[Opening INPUT section]

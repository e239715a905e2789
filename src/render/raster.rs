// Copyright 2025 the Runebender Xilem Authors
// SPDX-License-Identifier: Apache-2.0

//! Software rasterization of a field scene for image export.
//!
//! The export path renders off-screen with `vello_cpu`, so capture does not
//! depend on the GPU surface the canvas is presented on. Shapes and glyph
//! runs are replayed from the same [`FieldScene`] the canvas paints.

use image::RgbaImage;
use kurbo::Affine;
use masonry::core::BrushIndex;
use parley::{Layout, PositionedLayoutItem};
use peniko::Color;
use vello_common::glyph::Glyph;
use vello_cpu::{Pixmap, RenderContext};

use super::text::{TEXT_SHADOW_OFFSET, TextLayouter};
use crate::field::{FieldScene, SceneItem};

/// Rasterize `field` at `pixel_ratio` device pixels per surface pixel
///
/// Returns `None` when the scaled surface would be empty or larger than the
/// rasterizer supports.
pub fn rasterize(
    field: &FieldScene,
    pixel_ratio: f64,
    text: &mut TextLayouter,
) -> Option<RgbaImage> {
    let side = device_side(field.layout.side, pixel_ratio)?;
    tracing::debug!(
        "Rasterizing {}x{} surface at {}x ({}px)",
        field.layout.side,
        field.layout.side,
        pixel_ratio,
        side
    );

    let base = Affine::scale(pixel_ratio);
    let mut ctx = RenderContext::new(side, side);

    for item in &field.items {
        match item {
            SceneItem::Fill { shape, color, .. } => {
                ctx.set_transform(base);
                ctx.set_paint(*color);
                ctx.fill_path(&shape.to_path());
            }
            SceneItem::Stroke {
                shape,
                color,
                style,
                ..
            } => {
                ctx.set_transform(base);
                ctx.set_paint(*color);
                ctx.set_stroke(style.to_kurbo());
                ctx.stroke_path(&shape.to_path());
            }
            SceneItem::Text { text: item, .. } => {
                let layout = text.layout(item);
                let origin = base * Affine::translate(item.origin.to_vec2());
                if let Some(shadow) = item.shadow {
                    fill_layout(
                        &mut ctx,
                        &layout,
                        origin * Affine::translate(TEXT_SHADOW_OFFSET),
                        shadow,
                    );
                }
                fill_layout(&mut ctx, &layout, origin, item.color);
            }
        }
    }

    let mut pixmap = Pixmap::new(side, side);
    ctx.flush();
    ctx.render_to_pixmap(&mut pixmap);

    let pixels = pixmap.take_unpremultiplied();
    let mut bytes = Vec::with_capacity(pixels.len() * 4);
    for p in pixels {
        bytes.extend_from_slice(&[p.r, p.g, p.b, p.a]);
    }
    RgbaImage::from_raw(u32::from(side), u32::from(side), bytes)
}

/// Device pixel side length for a surface side at `pixel_ratio`
pub fn device_side(side: f64, pixel_ratio: f64) -> Option<u16> {
    let scaled = (side * pixel_ratio).round();
    if scaled >= 1.0 && scaled <= f64::from(u16::MAX) {
        Some(scaled as u16)
    } else {
        None
    }
}

/// Fill every glyph run of `layout` with a solid color
fn fill_layout(ctx: &mut RenderContext, layout: &Layout<BrushIndex>, transform: Affine, color: Color) {
    ctx.set_transform(transform);
    ctx.set_paint(color);
    for line in layout.lines() {
        for item in line.items() {
            let PositionedLayoutItem::GlyphRun(glyph_run) = item else {
                continue;
            };
            let run = glyph_run.run();
            let mut x = glyph_run.offset();
            let y = glyph_run.baseline();
            let glyphs = glyph_run.glyphs().map(|g| {
                let glyph = Glyph {
                    id: g.id.into(),
                    x: x + g.x,
                    y: y - g.y,
                };
                x += g.advance;
                glyph
            });

            let skew = run
                .synthesis()
                .skew()
                .map(|angle| Affine::skew(f64::from(angle).to_radians().tan(), 0.0))
                .unwrap_or(Affine::IDENTITY);
            ctx.glyph_run(run.font())
                .font_size(run.font_size())
                .glyph_transform(skew)
                .fill_glyphs(glyphs);
        }
    }
}

#[cfg(test)]
mod tests {
    use super::*;
    use crate::field::FieldLayout;
    use crate::model::Strategy;
    use crate::theme;

    fn assert_near(pixel: &image::Rgba<u8>, color: Color) {
        let expected = color.to_rgba8();
        let [r, g, b, a] = pixel.0;
        for (got, want) in [(r, expected.r), (g, expected.g), (b, expected.b), (a, expected.a)] {
            assert!(
                got.abs_diff(want) <= 2,
                "pixel {:?} is not close to {:?}",
                pixel.0,
                expected
            );
        }
    }

    #[test]
    fn device_side_scales_and_rejects_empty() {
        assert_eq!(device_side(810.0, 2.0), Some(1620));
        assert_eq!(device_side(0.0, 2.0), None);
        assert_eq!(device_side(40_000.0, 2.0), None);
    }

    #[test]
    fn rasterizes_at_double_density() {
        let field = FieldScene::build(FieldLayout::for_width(100.0), &Strategy::default(), false, None);
        let image = rasterize(&field, 2.0, &mut TextLayouter::new()).unwrap();
        assert_eq!(image.dimensions(), (200, 200));

        // Pitch at the center, grass beside it, transparent corners
        assert_near(image.get_pixel(100, 100), theme::field::PITCH);
        assert_near(image.get_pixel(140, 100), theme::field::GRASS);
        assert_eq!(image.get_pixel(0, 0).0[3], 0);
    }
}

[Closing INPUT section]

● WHAT YOU ARE ASKED TO DO:
Every entry must be duplicated exactly as it stands.

● EXERCISE RESPONSE:
repository e239715a905e2789
filename src/render/raster.rs
// Copyright 2025 the Runebender Xilem Authors
// SPDX-License-Identifier: Apache-2.0

//! Software rasterization of a field scene for image export.
//!
//! The export path renders off-screen with `vello_cpu`, so capture does not
//! depend on the GPU surface the canvas is presented on. Shapes and glyph
//! runs are replayed from the same [`FieldScene`] the canvas paints.

use image::RgbaImage;
use kurbo::Affine;
use masonry::core::BrushIndex;
use parley::{Layout, PositionedLayoutItem};
use peniko::Color;
use vello_common::glyph::Glyph;
use vello_cpu::{Pixmap, RenderContext};

use super::text::{TEXT_SHADOW_OFFSET, TextLayouter};
use crate::field::{FieldScene, SceneItem};

/// Rasterize `field` at `pixel_ratio` device pixels per surface pixel
///
/// Returns `None` when the scaled surface would be empty or larger than the
/// rasterizer supports.
pub fn rasterize(
    field: &FieldScene,
    pixel_ratio: f64,
    text: &mut TextLayouter,
) -> Option<RgbaImage> {
    let side = device_side(field.layout.side, pixel_ratio)?;
    tracing::debug!(
        "Rasterizing {}x{} surface at {}x ({}px)",
        field.layout.side,
        field.layout.side,
        pixel_ratio,
        side
    );

    let base = Affine::scale(pixel_ratio);
    let mut ctx = RenderContext::new(side, side);

    for item in &field.items {
        match item {
            SceneItem::Fill { shape, color, .. } => {
                ctx.set_transform(base);
                ctx.set_paint(*color);
                ctx.fill_path(&shape.to_path());
            }
            SceneItem::Stroke {
                shape,
                color,
                style,
                ..
            } => {
                ctx.set_transform(base);
                ctx.set_paint(*color);
                ctx.set_stroke(style.to_kurbo());
                ctx.stroke_path(&shape.to_path());
            }
            SceneItem::Text { text: item, .. } => {
                let layout = text.layout(item);
                let origin = base * Affine::translate(item.origin.to_vec2());
                if let Some(shadow) = item.shadow {
                    fill_layout(
                        &mut ctx,
                        &layout,
                        origin * Affine::translate(TEXT_SHADOW_OFFSET),
                        shadow,
                    );
                }
                fill_layout(&mut ctx, &layout, origin, item.color);
            }
        }
    }

    let mut pixmap = Pixmap::new(side, side);
    ctx.flush();
    ctx.render_to_pixmap(&mut pixmap);

    let pixels = pixmap.take_unpremultiplied();
    let mut bytes = Vec::with_capacity(pixels.len() * 4);
    for p in pixels {
        bytes.extend_from_slice(&[p.r, p.g, p.b, p.a]);
    }
    RgbaImage::from_raw(u32::from(side), u32::from(side), bytes)
}

/// Device pixel side length for a surface side at `pixel_ratio`
pub fn device_side(side: f64, pixel_ratio: f64) -> Option<u16> {
    let scaled = (side * pixel_ratio).round();
    if scaled >= 1.0 && scaled <= f64::from(u16::MAX) {
        Some(scaled as u16)
    } else {
        None
    }
}

/// Fill every glyph run of `layout` with a solid color
fn fill_layout(ctx: &mut RenderContext, layout: &Layout<BrushIndex>, transform: Affine, color: Color) {
    ctx.set_transform(transform);
    ctx.set_paint(color);
    for line in layout.lines() {
        for item in line.items() {
            let PositionedLayoutItem::GlyphRun(glyph_run) = item else {
                continue;
            };
            let run = glyph_run.run();
            let mut x = glyph_run.offset();
            let y = glyph_run.baseline();
            let glyphs = glyph_run.glyphs().map(|g| {
                let glyph = Glyph {
                    id: g.id.into(),
                    x: x + g.x,
                    y: y - g.y,
                };
                x += g.advance;
                glyph
            });

            let skew = run
                .synthesis()
                .skew()
                .map(|angle| Affine::skew(f64::from(angle).to_radians().tan(), 0.0))
                .unwrap_or(Affine::IDENTITY);
            ctx.glyph_run(run.font())
                .font_size(run.font_size())
                .glyph_transform(skew)
                .fill_glyphs(glyphs);
        }
    }
}

#[cfg(test)]
mod tests {
    use super::*;
    use crate::field::FieldLayout;
    use crate::model::Strategy;
    use crate::theme;

    fn assert_near(pixel: &image::Rgba<u8>, color: Color) {
        let expected = color.to_rgba8();
        let [r, g, b, a] = pixel.0;
        for (got, want) in [(r, expected.r), (g, expected.g), (b, expected.b), (a, expected.a)] {
            assert!(
                got.abs_diff(want) <= 2,
                "pixel {:?} is not close to {:?}",
                pixel.0,
                expected
            );
        }
    }

    #[test]
    fn device_side_scales_and_rejects_empty() {
        assert_eq!(device_side(810.0, 2.0), Some(1620));
        assert_eq!(device_side(0.0, 2.0), None);
        assert_eq!(device_side(40_000.0, 2.0), None);
    }

    #[test]
    fn rasterizes_at_double_density() {
        let field = FieldScene::build(FieldLayout::for_width(100.0), &Strategy::default(), false, None);
        let image = rasterize(&field, 2.0, &mut TextLayouter::new()).unwrap();
        assert_eq!(image.dimensions(), (200, 200));

        // Pitch at the center, grass beside it, transparent corners
        assert_near(image.get_pixel(100, 100), theme::field::PITCH);
        assert_near(image.get_pixel(140, 100), theme::field::GRASS);
        assert_eq!(image.get_pixel(0, 0).0[3], 0);
    }
}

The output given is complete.